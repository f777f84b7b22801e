//! Read query results into structs.
//!
//! ```ignore
//! #[derive(Debug, Default, readrows::Record)]
//! struct User {
//!     #[column("id")]
//!     ID: i64,
//!     display_name: String,
//! }
//!
//! let mut users: Vec<User> = vec![];
//! readrows::scan(&mut users, cursor)?;
//! ```
//!
//! Each field reads the column named by its `#[column("...")]` attribute,
//! or its name converted with [`casing::to_snake_case`]. Fields marked
//! `#[embed]` contribute their own fields in place. Columns with no
//! matching field are ignored.

pub use readrows_core::{
    bail, casing, collect, err, impl_element, scan, ColumnMap, Cursor, Dest, Element,
    ElementKind, Error, FieldDescriptor, Primitive, Record, Result, Slot, Value,
};
pub use readrows_macros::Record;

#[cfg(feature = "sqlite")]
pub use readrows_driver_sqlite as sqlite;

#[doc(hidden)]
pub mod codegen_support {
    pub use readrows_core::{Dest, Element, ElementKind, FieldDescriptor, Record};
    pub use std::{boxed::Box, vec::Vec};
}
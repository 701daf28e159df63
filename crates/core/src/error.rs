use thiserror::Error;

pub type CrmResult<T> = Result<T, CrmError>;

#[derive(Error, Debug)]
pub enum CrmError {
    #[error("Configuration error: {0}")]
    Config(String),

    #[error("Validation error: {0}")]
    Validation(String),

    #[error("Unauthorized: {0}")]
    Unauthorized(String),

    #[error("{entity} not found: {id}")]
    NotFound { entity: &'static str, id: String },

    #[error("Serialization error: {0}")]
    Serialization(#[from] serde_json::Error),
}

impl CrmError {
    pub fn not_found(entity: &'static str, id: impl ToString) -> Self {
        CrmError::NotFound {
            entity,
            id: id.to_string(),
        }
    }
}

impl From<::config::ConfigError> for CrmError {
    fn from(e: ::config::ConfigError) -> Self {
        CrmError::Config(e.to_string())
    }
}
#![warn(clippy::unwrap_used)]

pub mod json;
pub mod local;

pub use json::{load_json, save_json};
pub use local::MemoryStore;

/// Well-known keys, matching what the browser dashboard kept in local storage.
pub mod keys {
    pub const CUSTOMERS: &str = "customers";
    pub const SEGMENTS: &str = "segments";
    pub const CAMPAIGNS: &str = "campaigns";
}

/// String key-value storage. Values are opaque text (JSON in practice).
pub trait KeyValueStore: Send + Sync {
    fn get(&self, key: &str) -> Option<String>;

    fn set(&self, key: &str, value: String);
}
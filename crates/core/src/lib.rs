pub mod config;
pub mod error;
pub mod types;

pub use config::{AppConfig, EmptyRulePolicy};
pub use error::{CrmError, CrmResult};
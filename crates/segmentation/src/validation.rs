//! Advisory validation for rule strings.
//!
//! Matching stays lenient; this pass only tells the caller which rules will
//! never match anyone and why.

use serde::Serialize;
use tracing::warn;

use crate::predicates::{Rule, RuleError};

#[derive(Debug, Clone, PartialEq, Serialize)]
pub struct RuleWarning {
    pub index: usize,
    pub rule: String,
    pub message: String,
    #[serde(skip)]
    pub error: RuleError,
}

pub fn validate_rules<S: AsRef<str>>(rules: &[S]) -> Vec<RuleWarning> {
    rules
        .iter()
        .enumerate()
        .filter_map(|(index, raw)| {
            let raw = raw.as_ref();
            Rule::parse(raw).err().map(|error| {
                warn!(index, rule = raw, error = %error, "Malformed segment rule");
                RuleWarning {
                    index,
                    rule: raw.to_string(),
                    message: error.to_string(),
                    error,
                }
            })
        })
        .collect()
}
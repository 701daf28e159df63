//! CRM dashboard backend — customers, segments, campaigns, dashboard stats,
//! and mocked sign-in.
//!
//! Provides REST API endpoints for the dashboard UI. Data lives in a
//! key-value store held in memory; nothing survives a restart.

pub mod auth;
pub mod handlers;
pub mod models;
pub mod router;
pub mod server;
pub mod store;

pub use auth::AuthManager;
pub use handlers::ManagementState;
pub use router::management_router;
pub use server::ApiServer;
pub use store::CrmStore;
//! Typed JSON load/save on top of a [`KeyValueStore`].

use crm_core::error::CrmResult;
use serde::de::DeserializeOwned;
use serde::Serialize;

use crate::KeyValueStore;

/// Load and deserialize the value under `key`. A missing key is `Ok(None)`;
/// a present but unreadable value is a serialization error.
pub fn load_json<T: DeserializeOwned>(store: &dyn KeyValueStore, key: &str) -> CrmResult<Option<T>> {
    match store.get(key) {
        Some(raw) => Ok(Some(serde_json::from_str(&raw)?)),
        None => Ok(None),
    }
}

pub fn save_json<T: Serialize + ?Sized>(store: &dyn KeyValueStore, key: &str, value: &T) -> CrmResult<()> {
    let raw = serde_json::to_string(value)?;
    store.set(key, raw);
    Ok(())
}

§

Aim of the task: Output each line of the material above. Nothing should differ from the original.

Worked solution:
repository f777f84b7b22801e
//! Read query results into structs.
//!
//! ```ignore
//! #[derive(Debug, Default, readrows::Record)]
//! struct User {
//!     #[column("id")]
//!     ID: i64,
//!     display_name: String,
//! }
//!
//! let mut users: Vec<User> = vec![];
//! readrows::scan(&mut users, cursor)?;
//! ```
//!
//! Each field reads the column named by its `#[column("...")]` attribute,
//! or its name converted with [`casing::to_snake_case`]. Fields marked
//! `#[embed]` contribute their own fields in place. Columns with no
//! matching field are ignored.

pub use readrows_core::{
    bail, casing, collect, err, impl_element, scan, ColumnMap, Cursor, Dest, Element,
    ElementKind, Error, FieldDescriptor, Primitive, Record, Result, Slot, Value,
};
pub use readrows_macros::Record;

#[cfg(feature = "sqlite")]
pub use readrows_driver_sqlite as sqlite;

#[doc(hidden)]
pub mod codegen_support {
    pub use readrows_core::{Dest, Element, ElementKind, FieldDescriptor, Record};
    pub use std::{boxed::Box, vec::Vec};
}
repository 701daf28e159df63
filename crates/core/src/error.rs
use thiserror::Error;

pub type CrmResult<T> = Result<T, CrmError>;

#[derive(Error, Debug)]
pub enum CrmError {
    #[error("Configuration error: {0}")]
    Config(String),

    #[error("Validation error: {0}")]
    Validation(String),

    #[error("Unauthorized: {0}")]
    Unauthorized(String),

    #[error("{entity} not found: {id}")]
    NotFound { entity: &'static str, id: String },

    #[error("Serialization error: {0}")]
    Serialization(#[from] serde_json::Error),
}

impl CrmError {
    pub fn not_found(entity: &'static str, id: impl ToString) -> Self {
        CrmError::NotFound {
            entity,
            id: id.to_string(),
        }
    }
}

impl From<::config::ConfigError> for CrmError {
    fn from(e: ::config::ConfigError) -> Self {
        CrmError::Config(e.to_string())
    }
}
#![warn(clippy::unwrap_used)]

pub mod json;
pub mod local;

pub use json::{load_json, save_json};
pub use local::MemoryStore;

/// Well-known keys, matching what the browser dashboard kept in local storage.
pub mod keys {
    pub const CUSTOMERS: &str = "customers";
    pub const SEGMENTS: &str = "segments";
    pub const CAMPAIGNS: &str = "campaigns";
}

/// String key-value storage. Values are opaque text (JSON in practice).
pub trait KeyValueStore: Send + Sync {
    fn get(&self, key: &str) -> Option<String>;

    fn set(&self, key: &str, value: String);
}
filename crates/core/src/lib.rs
pub mod config;
pub mod error;
pub mod types;

pub use config::{AppConfig, EmptyRulePolicy};
pub use error::{CrmError, CrmResult};
filename crates/segmentation/src/validation.rs
//! Advisory validation for rule strings.
//!
//! Matching stays lenient; this pass only tells the caller which rules will
//! never match anyone and why.

use serde::Serialize;
use tracing::warn;

use crate::predicates::{Rule, RuleError};

#[derive(Debug, Clone, PartialEq, Serialize)]
pub struct RuleWarning {
    pub index: usize,
    pub rule: String,
    pub message: String,
    #[serde(skip)]
    pub error: RuleError,
}

pub fn validate_rules<S: AsRef<str>>(rules: &[S]) -> Vec<RuleWarning> {
    rules
        .iter()
        .enumerate()
        .filter_map(|(index, raw)| {
            let raw = raw.as_ref();
            Rule::parse(raw).err().map(|error| {
                warn!(index, rule = raw, error = %error, "Malformed segment rule");
                RuleWarning {
                    index,
                    rule: raw.to_string(),
                    message: error.to_string(),
                    error,
                }
            })
        })
        .collect()
}
repository 701daf28e159df63
//! CRM dashboard backend — customers, segments, campaigns, dashboard stats,
//! and mocked sign-in.
//!
//! Provides REST API endpoints for the dashboard UI. Data lives in a
//! key-value store held in memory; nothing survives a restart.

pub mod auth;
pub mod handlers;
pub mod models;
pub mod router;
pub mod server;
pub mod store;

pub use auth::AuthManager;
pub use handlers::ManagementState;
pub use router::management_router;
pub use server::ApiServer;
pub use store::CrmStore;
//! Typed JSON load/save on top of a [`KeyValueStore`].

use crm_core::error::CrmResult;
use serde::de::DeserializeOwned;
use serde::Serialize;

use crate::KeyValueStore;

/// Load and deserialize the value under `key`. A missing key is `Ok(None)`;
/// a present but unreadable value is a serialization error.
pub fn load_json<T: DeserializeOwned>(store: &dyn KeyValueStore, key: &str) -> CrmResult<Option<T>> {
    match store.get(key) {
        Some(raw) => Ok(Some(serde_json::from_str(&raw)?)),
        None => Ok(None),
    }
}

pub fn save_json<T: Serialize + ?Sized>(store: &dyn KeyValueStore, key: &str, value: &T) -> CrmResult<()> {
    let raw = serde_json::to_string(value)?;
    store.set(key, raw);
    Ok(())
}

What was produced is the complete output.